**TASK GOAL**
Where does the word "CandidateGenerator" show up in the data? Please find each such line and copy it.

####################

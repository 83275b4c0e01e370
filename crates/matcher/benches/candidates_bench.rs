use criterion::{criterion_group, criterion_main, BenchmarkId, Criterion, Throughput};
use features::Token;
use matcher::{CandidateConfig, CandidateGenerator, Entry};
use simhash::Fingerprint;
use std::hint::black_box;

/// `n` entries with spread-out 128-bit fingerprints.
fn corpus(n: usize) -> Vec<Entry> {
    (0..n)
        .map(|i| {
            let v = (i as u128 + 1).wrapping_mul(0x9E37_79B9_7F4A_7C15_F39C_C060_5CED_C835);
            let name = format!("w{i}");
            Entry::new(Token::new("eng", name.as_str(), [name.as_str()]), Fingerprint::from_u128(v, 128))
        })
        .collect()
}

fn bench_candidates(c: &mut Criterion) {
    let mut group = c.benchmark_group("candidates");
    group.sample_size(10);
    for size in [100usize, 500, 1000] {
        let entries = corpus(size);
        group.throughput(Throughput::Elements(size as u64));
        for parallel in [false, true] {
            let gen = CandidateGenerator::new(CandidateConfig::default().with_parallel(parallel))
                .expect("valid config");
            let id = BenchmarkId::new(if parallel { "par" } else { "seq" }, size);
            group.bench_with_input(id, &entries, |b, entries| {
                b.iter(|| gen.candidates(black_box(entries)).expect("sweep"));
            });
        }
    }
    group.finish();
}

criterion_group!(benches, bench_candidates);
criterion_main!(benches);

####################

**TASK OUTPUT**
use matcher::{CandidateConfig, CandidateGenerator, Entry};
            let gen = CandidateGenerator::new(CandidateConfig::default().with_parallel(parallel))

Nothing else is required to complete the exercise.